Jamie Reviews: Harlan Coben's "Shelter"
Having never read any of Coben’s previous novels, I started Shelter in a state of objectiveness; after reading my way through the book, I found this lack of bias helped me get into the foreign headspace. Shelter is a very American book. That isn’t to say that there is anything wrong with the American culture but it is reflected very heavily in the setting, the characters, even the use of language. The setting, a basketball-obsessed town, is pretty typical of a lot of the media that comes out of the USA. Most of the characters are jocks, cheerleaders and a sprinkle of the usual alternative lifestyles, including a goth girl named Ema and a hyperactive computer expert named Spoon. And, to be honest, it took me a while to get into the swing of the storyline because of these all too familiar elements.

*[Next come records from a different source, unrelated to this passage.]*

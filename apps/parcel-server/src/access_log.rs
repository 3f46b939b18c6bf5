use axum::extract::MatchedPath;
use axum::http::Request;
use axum::middleware::Next;
use axum::response::Response;
use once_cell::sync::Lazy;
use sha2::Digest as _;
use std::net::SocketAddr;
use std::sync::atomic::{AtomicU64, Ordering};
use std::time::Instant;

#[derive(Clone, Debug, PartialEq)]
struct Cfg {
    enabled: bool,
    sample_n: u64,
    ua: bool,
    ua_hash: bool,
    trust_forward: bool,
}

impl Cfg {
    fn from_lookup<F>(lookup: F) -> Self
    where
        F: Fn(&str) -> Option<String>,
    {
        let flag = |key: &str| lookup(key).as_deref() == Some("1");
        Cfg {
            enabled: flag("PARCEL_ACCESS_LOG"),
            sample_n: lookup("PARCEL_ACCESS_SAMPLE_N")
                .and_then(|s| s.parse().ok())
                .unwrap_or(1)
                .max(1),
            ua: flag("PARCEL_ACCESS_UA"),
            ua_hash: flag("PARCEL_ACCESS_UA_HASH"),
            trust_forward: flag("PARCEL_TRUST_FORWARD_HEADERS"),
        }
    }
}

static CFG: Lazy<Cfg> = Lazy::new(|| Cfg::from_lookup(|key| std::env::var(key).ok()));

static COUNTER: AtomicU64 = AtomicU64::new(0);

fn first_forwarded_ip(headers: &axum::http::HeaderMap) -> Option<String> {
    if let Some(v) = headers.get("x-forwarded-for").and_then(|h| h.to_str().ok()) {
        let ip = v.split(',').next().unwrap_or("").trim();
        if !ip.is_empty() {
            return Some(ip.to_string());
        }
    }
    if let Some(v) = headers.get("forwarded").and_then(|h| h.to_str().ok()) {
        for part in v.split(';').flat_map(|s| s.split(',')) {
            if let Some(rest) = part.trim().strip_prefix("for=") {
                return Some(rest.trim_matches('"').to_string());
            }
        }
    }
    None
}

/// One JSON line per request on the access target. The query string is
/// never logged since it carries the download token.
pub(crate) async fn access_log_mw(req: Request<axum::body::Body>, next: Next) -> Response {
    if !CFG.enabled {
        return next.run(req).await;
    }
    let started = Instant::now();
    let method = req.method().clone();
    let path = req
        .extensions()
        .get::<MatchedPath>()
        .map(|m| m.as_str().to_string())
        .unwrap_or_else(|| req.uri().path().to_string());
    let peer = req
        .extensions()
        .get::<axum::extract::ConnectInfo<SocketAddr>>()
        .map(|c| c.0.ip().to_string());
    let remote = if CFG.trust_forward {
        first_forwarded_ip(req.headers()).or(peer)
    } else {
        peer
    };
    let range = req
        .headers()
        .get(axum::http::header::RANGE)
        .and_then(|h| h.to_str().ok())
        .map(str::to_string);
    let ua = req
        .headers()
        .get(axum::http::header::USER_AGENT)
        .and_then(|h| h.to_str().ok())
        .map(str::to_string);

    let res = next.run(req).await;
    let n = COUNTER.fetch_add(1, Ordering::Relaxed) + 1;
    if CFG.sample_n > 1 && n % CFG.sample_n != 0 {
        return res;
    }
    let mut obj = serde_json::json!({
        "ts": chrono::Utc::now().to_rfc3339_opts(chrono::SecondsFormat::Millis, true),
        "method": method.as_str(),
        "path": path,
        "status": res.status().as_u16(),
        "dur_ms": started.elapsed().as_millis() as u64,
    });
    if let Some(ip) = remote {
        obj["remote"] = serde_json::Value::String(ip);
    }
    if let Some(range) = range {
        obj["range"] = serde_json::Value::String(range);
    }
    if let Some(ua) = ua {
        if CFG.ua_hash {
            let digest = sha2::Sha256::digest(ua.as_bytes());
            obj["ua_hash"] = serde_json::Value::String(hex::encode(digest));
        } else if CFG.ua {
            obj["ua"] = serde_json::Value::String(ua);
        }
    }
    tracing::info!(
        target: parcel_otel::ACCESS_TARGET,
        "{}",
        serde_json::to_string(&obj).unwrap_or_else(|_| "{}".into())
    );
    res
}
use anyhow::{anyhow, bail, Context, Result};
use chrono::{DateTime, Utc};
use parcel_core::{ByteRange, CoverageSet, DownloadToken, ReleaseOutcome, TokenState};
use rusqlite::{params, Connection, OptionalExtension, Row, TransactionBehavior};
use serde::Serialize;
use std::path::{Path, PathBuf};

const TOKEN_COLUMNS: &str =
    "token,recipient,asset_id,state,coverage,lease_id,completed_at,notified_at,created,updated";

/// SQLite-backed token store. Every state change is a single conditional
/// write (or one IMMEDIATE transaction), so no caller ever observes a
/// read-then-write gap on a token row.
#[derive(Clone)]
pub struct Kernel {
    db_path: PathBuf,
}

/// Mutual-exclusion grant returned by a successful [`Kernel::try_acquire`].
#[derive(Debug, Clone, PartialEq, Eq, Serialize)]
pub struct Lease {
    pub token: String,
    pub lease_id: String,
    pub recipient: String,
    pub asset_id: String,
    pub acquired_at: DateTime<Utc>,
}

#[derive(Debug, Clone, PartialEq, Eq)]
pub enum AcquireOutcome {
    Acquired(Lease),
    NotFound,
    AlreadyCompleted,
    Locked,
}

#[derive(Debug, Clone, Copy, PartialEq, Eq)]
pub enum ReleaseResult {
    /// This call performed the `Locked -> outcome` transition.
    Released,
    /// The token was already completed; nothing changed.
    AlreadyCompleted,
    /// The lease no longer matches the current holder; nothing changed.
    Stale,
}

impl Kernel {
    pub fn open(dir: &Path) -> Result<Self> {
        std::fs::create_dir_all(dir)
            .with_context(|| format!("create state dir {}", dir.display()))?;
        let db_path = dir.join("parcel.sqlite");
        let conn = Connection::open(&db_path)?;
        conn.pragma_update(None, "journal_mode", "WAL")?;
        conn.pragma_update(None, "synchronous", "NORMAL")?;
        Self::init_schema(&conn)?;
        Ok(Self { db_path })
    }

    fn init_schema(conn: &Connection) -> Result<()> {
        conn.execute_batch(
            r#"
            CREATE TABLE IF NOT EXISTS tokens (
              token TEXT PRIMARY KEY,
              recipient TEXT NOT NULL,
              asset_id TEXT NOT NULL,
              state TEXT NOT NULL,        -- issued | locked | paused | completed
              coverage TEXT NOT NULL,     -- JSON list of inclusive {start,end}
              lease_id TEXT,              -- current holder while locked
              completed_at TEXT,
              notified_at TEXT,
              created TEXT NOT NULL,
              updated TEXT NOT NULL
            );
            CREATE INDEX IF NOT EXISTS idx_tokens_state ON tokens(state);
            "#,
        )?;
        Ok(())
    }

    fn conn(&self) -> Result<Connection> {
        let conn = Connection::open(&self.db_path)?;
        // Busy timeout (default 5000ms; override with PARCEL_SQLITE_BUSY_MS)
        let busy_ms: u64 = std::env::var("PARCEL_SQLITE_BUSY_MS")
            .ok()
            .and_then(|s| s.parse().ok())
            .unwrap_or(5000);
        conn.busy_timeout(std::time::Duration::from_millis(busy_ms))?;
        Ok(conn)
    }

    /// Create a fresh `issued` token with empty coverage.
    pub fn issue_token(&self, token: &str, recipient: &str, asset_id: &str) -> Result<DownloadToken> {
        if token.trim().is_empty() {
            bail!("token must not be empty");
        }
        let conn = self.conn()?;
        let now = Utc::now();
        let coverage = serde_json::to_string(&CoverageSet::new())?;
        let inserted = conn.execute(
            "INSERT OR IGNORE INTO tokens(token,recipient,asset_id,state,coverage,created,updated) \
             VALUES(?,?,?,?,?,?,?)",
            params![
                token,
                recipient,
                asset_id,
                TokenState::Issued.as_str(),
                coverage,
                now,
                now
            ],
        )?;
        if inserted == 0 {
            bail!("token {token} already exists");
        }
        self.get_token(token)?
            .ok_or_else(|| anyhow!("token {token} vanished after insert"))
    }

    pub fn get_token(&self, token: &str) -> Result<Option<DownloadToken>> {
        let conn = self.conn()?;
        let mut stmt = conn.prepare(&format!(
            "SELECT {TOKEN_COLUMNS} FROM tokens WHERE token=? LIMIT 1"
        ))?;
        let row = stmt.query_row([token], token_from_row).optional()?;
        row.transpose()
    }

    pub fn list_tokens(&self, limit: i64) -> Result<Vec<DownloadToken>> {
        let conn = self.conn()?;
        let mut stmt = conn.prepare(&format!(
            "SELECT {TOKEN_COLUMNS} FROM tokens ORDER BY created DESC LIMIT ?"
        ))?;
        let mut rows = stmt.query([limit])?;
        let mut out = Vec::new();
        while let Some(row) = rows.next()? {
            out.push(token_from_row(row)??);
        }
        Ok(out)
    }

    /// Take the lease on `token` if it is `issued` or `paused`.
    ///
    /// The transition is one conditional UPDATE; a failed attempt leaves the
    /// row untouched and is classified by a follow-up read.
    pub fn try_acquire(&self, token: &str) -> Result<AcquireOutcome> {
        let conn = self.conn()?;
        let lease_id = uuid::Uuid::new_v4().to_string();
        let now = Utc::now();
        let acquired = {
            let mut stmt = conn.prepare(
                "UPDATE tokens SET state='locked', lease_id=?, updated=? \
                 WHERE token=? AND state IN ('issued','paused') \
                 RETURNING recipient, asset_id",
            )?;
            stmt.query_row(params![lease_id, now, token], |row| {
                Ok((row.get::<_, String>(0)?, row.get::<_, String>(1)?))
            })
            .optional()?
        };
        if let Some((recipient, asset_id)) = acquired {
            return Ok(AcquireOutcome::Acquired(Lease {
                token: token.to_string(),
                lease_id,
                recipient,
                asset_id,
                acquired_at: now,
            }));
        }
        Ok(match state_of(&conn, token)? {
            None => AcquireOutcome::NotFound,
            Some(TokenState::Completed) => AcquireOutcome::AlreadyCompleted,
            // issued/paused here means the holder released between our CAS and this read
            Some(_) => AcquireOutcome::Locked,
        })
    }

    /// Merge `delivered` into the token's coverage while `lease_id` still holds it.
    ///
    /// Returns the merged set, or `None` when the lease is no longer current.
    pub fn record_coverage(
        &self,
        token: &str,
        lease_id: &str,
        delivered: Option<ByteRange>,
    ) -> Result<Option<CoverageSet>> {
        let mut conn = self.conn()?;
        let tx = conn.transaction_with_behavior(TransactionBehavior::Immediate)?;
        let raw: Option<String> = tx
            .query_row(
                "SELECT coverage FROM tokens WHERE token=? AND lease_id=? AND state='locked'",
                params![token, lease_id],
                |row| row.get(0),
            )
            .optional()?;
        let Some(raw) = raw else {
            return Ok(None);
        };
        let mut coverage: CoverageSet = serde_json::from_str(&raw)
            .with_context(|| format!("corrupt coverage for token {token}"))?;
        if let Some(range) = delivered {
            if coverage.add(range) {
                tx.execute(
                    "UPDATE tokens SET coverage=?, updated=? WHERE token=? AND lease_id=?",
                    params![serde_json::to_string(&coverage)?, Utc::now(), token, lease_id],
                )?;
            }
        }
        tx.commit()?;
        Ok(Some(coverage))
    }

    /// Give the lease back, moving `locked` to `outcome`.
    ///
    /// Idempotent: releasing an already-completed token or a lease that was
    /// already resolved changes nothing.
    pub fn release(
        &self,
        token: &str,
        lease_id: &str,
        outcome: ReleaseOutcome,
    ) -> Result<ReleaseResult> {
        let conn = self.conn()?;
        let now = Utc::now();
        let completed_at = matches!(outcome, ReleaseOutcome::Completed).then_some(now);
        let n = conn.execute(
            "UPDATE tokens SET state=?, lease_id=NULL, completed_at=COALESCE(?, completed_at), updated=? \
             WHERE token=? AND lease_id=? AND state='locked'",
            params![outcome.state().as_str(), completed_at, now, token, lease_id],
        )?;
        if n > 0 {
            return Ok(ReleaseResult::Released);
        }
        Ok(match state_of(&conn, token)? {
            Some(TokenState::Completed) => ReleaseResult::AlreadyCompleted,
            _ => ReleaseResult::Stale,
        })
    }

    /// Set `notified_at` if the token is completed and was never notified.
    ///
    /// Returns true only for the single caller that flipped the marker.
    pub fn claim_notification(&self, token: &str) -> Result<bool> {
        let conn = self.conn()?;
        let n = conn.execute(
            "UPDATE tokens SET notified_at=? \
             WHERE token=? AND state='completed' AND notified_at IS NULL",
            params![Utc::now(), token],
        )?;
        Ok(n > 0)
    }

    /// Turn every `locked` token into `paused`. Only valid when no session
    /// can be alive, i.e. at process start.
    pub fn recover_stale_leases(&self) -> Result<usize> {
        let conn = self.conn()?;
        let n = conn.execute(
            "UPDATE tokens SET state='paused', lease_id=NULL, updated=? WHERE state='locked'",
            params![Utc::now()],
        )?;
        Ok(n)
    }

    // ---------------- Async wrappers (spawn_blocking) ----------------
    // These helpers offload rusqlite work from async executors.

    pub async fn issue_token_async(
        &self,
        token: &str,
        recipient: &str,
        asset_id: &str,
    ) -> Result<DownloadToken> {
        let k = self.clone();
        let token = token.to_string();
        let recipient = recipient.to_string();
        let asset_id = asset_id.to_string();
        tokio::task::spawn_blocking(move || k.issue_token(&token, &recipient, &asset_id))
            .await
            .map_err(|e| anyhow!("join error: {}", e))?
    }

    pub async fn get_token_async(&self, token: &str) -> Result<Option<DownloadToken>> {
        let k = self.clone();
        let token = token.to_string();
        tokio::task::spawn_blocking(move || k.get_token(&token))
            .await
            .map_err(|e| anyhow!("join error: {}", e))?
    }

    pub async fn try_acquire_async(&self, token: &str) -> Result<AcquireOutcome> {
        let k = self.clone();
        let token = token.to_string();
        tokio::task::spawn_blocking(move || k.try_acquire(&token))
            .await
            .map_err(|e| anyhow!("join error: {}", e))?
    }

    pub async fn record_coverage_async(
        &self,
        token: &str,
        lease_id: &str,
        delivered: Option<ByteRange>,
    ) -> Result<Option<CoverageSet>> {
        let k = self.clone();
        let token = token.to_string();
        let lease_id = lease_id.to_string();
        tokio::task::spawn_blocking(move || k.record_coverage(&token, &lease_id, delivered))
            .await
            .map_err(|e| anyhow!("join error: {}", e))?
    }

    pub async fn release_async(
        &self,
        token: &str,
        lease_id: &str,
        outcome: ReleaseOutcome,
    ) -> Result<ReleaseResult> {
        let k = self.clone();
        let token = token.to_string();
        let lease_id = lease_id.to_string();
        tokio::task::spawn_blocking(move || k.release(&token, &lease_id, outcome))
            .await
            .map_err(|e| anyhow!("join error: {}", e))?
    }

    pub async fn claim_notification_async(&self, token: &str) -> Result<bool> {
        let k = self.clone();
        let token = token.to_string();
        tokio::task::spawn_blocking(move || k.claim_notification(&token))
            .await
            .map_err(|e| anyhow!("join error: {}", e))?
    }

    pub async fn recover_stale_leases_async(&self) -> Result<usize> {
        let k = self.clone();
        tokio::task::spawn_blocking(move || k.recover_stale_leases())
            .await
            .map_err(|e| anyhow!("join error: {}", e))?
    }
}

fn state_of(conn: &Connection, token: &str) -> Result<Option<TokenState>> {
    let raw: Option<String> = conn
        .query_row("SELECT state FROM tokens WHERE token=?", [token], |row| {
            row.get(0)
        })
        .optional()?;
    raw.map(|s| TokenState::from_slug(&s).ok_or_else(|| anyhow!("unknown token state {s}")))
        .transpose()
}

// The outer rusqlite::Result carries column errors; the inner one carries
// decoding errors for the JSON and state columns.
fn token_from_row(row: &Row<'_>) -> rusqlite::Result<Result<DownloadToken>> {
    let token: String = row.get(0)?;
    let state_s: String = row.get(3)?;
    let coverage_s: String = row.get(4)?;
    let recipient: String = row.get(1)?;
    let asset_id: String = row.get(2)?;
    let lease_id: Option<String> = row.get(5)?;
    let completed_at: Option<DateTime<Utc>> = row.get(6)?;
    let notified_at: Option<DateTime<Utc>> = row.get(7)?;
    let created: DateTime<Utc> = row.get(8)?;
    let updated: DateTime<Utc> = row.get(9)?;

    let decoded = (|| -> Result<DownloadToken> {
        let state = TokenState::from_slug(&state_s)
            .ok_or_else(|| anyhow!("unknown token state {state_s}"))?;
        let coverage: CoverageSet = serde_json::from_str(&coverage_s)
            .with_context(|| format!("corrupt coverage for token {token}"))?;
        Ok(DownloadToken {
            token: token.clone(),
            recipient,
            asset_id,
            state,
            coverage,
            lease_id,
            completed_at,
            notified_at,
            created,
            updated,
        })
    })();
    Ok(decoded)
}

#[cfg(test)]
mod tests {
    use super::*;
    use tempfile::tempdir;

    #[test]
    fn issue_then_get_round_trips() {
        let dir = tempdir().expect("tempdir");
        let kernel = Kernel::open(dir.path()).expect("open kernel");
        let issued = kernel.issue_token("tok-1", "buyer@example.com", "album.zip").unwrap();
        assert_eq!(issued.state, TokenState::Issued);
        assert!(issued.coverage.is_empty());

        let fetched = kernel.get_token("tok-1").unwrap().expect("token exists");
        assert_eq!(fetched.recipient, "buyer@example.com");
        assert_eq!(fetched.asset_id, "album.zip");
        assert!(fetched.completed_at.is_none());
        assert!(kernel.get_token("missing").unwrap().is_none());
    }

    #[test]
    fn duplicate_issue_is_rejected() {
        let dir = tempdir().expect("tempdir");
        let kernel = Kernel::open(dir.path()).expect("open kernel");
        kernel.issue_token("tok-1", "a", "asset").unwrap();
        assert!(kernel.issue_token("tok-1", "b", "asset").is_err());
        assert_eq!(kernel.get_token("tok-1").unwrap().unwrap().recipient, "a");
    }

    #[test]
    fn reopen_keeps_rows() {
        let dir = tempdir().expect("tempdir");
        Kernel::open(dir.path())
            .unwrap()
            .issue_token("tok-1", "a", "asset")
            .unwrap();
        let reopened = Kernel::open(dir.path()).unwrap();
        assert!(reopened.get_token("tok-1").unwrap().is_some());
        assert_eq!(reopened.list_tokens(10).unwrap().len(), 1);
    }
}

Once you get past the rather slow beginning, the plot starts to take some pretty radical turns and becomes something difficult to put down. Mickey Bolitar, a rather hardened high school student, with his father dead and mother in rehab, is startled when he receives a cryptic message that his father is still alive from the Bat Lady: a member of his neighbourhood who is more myth than reality. Around that time his girlfriend vanishes without a trace, leaving him in what would politely be called a state of confusion.
What follows is a pretty solid mystery story involving tattoo artists, strange symbols, confusing gravestone epitaphs, violent strip-club owners and a man nicknamed “The White Death”. There are some pretty strong undercurrents in Shelter that do more than just pull the plot along; the human condition is as much a part of this novel as the ‘boy tries to find girl’ aspect. The subject of white slavery comes up more than once, as do war atrocities and human rights abuse. Shelter may start a little slow but it builds momentum quickly. There is plenty to enjoy and the ending sets the scene perfectly for at least one sequel.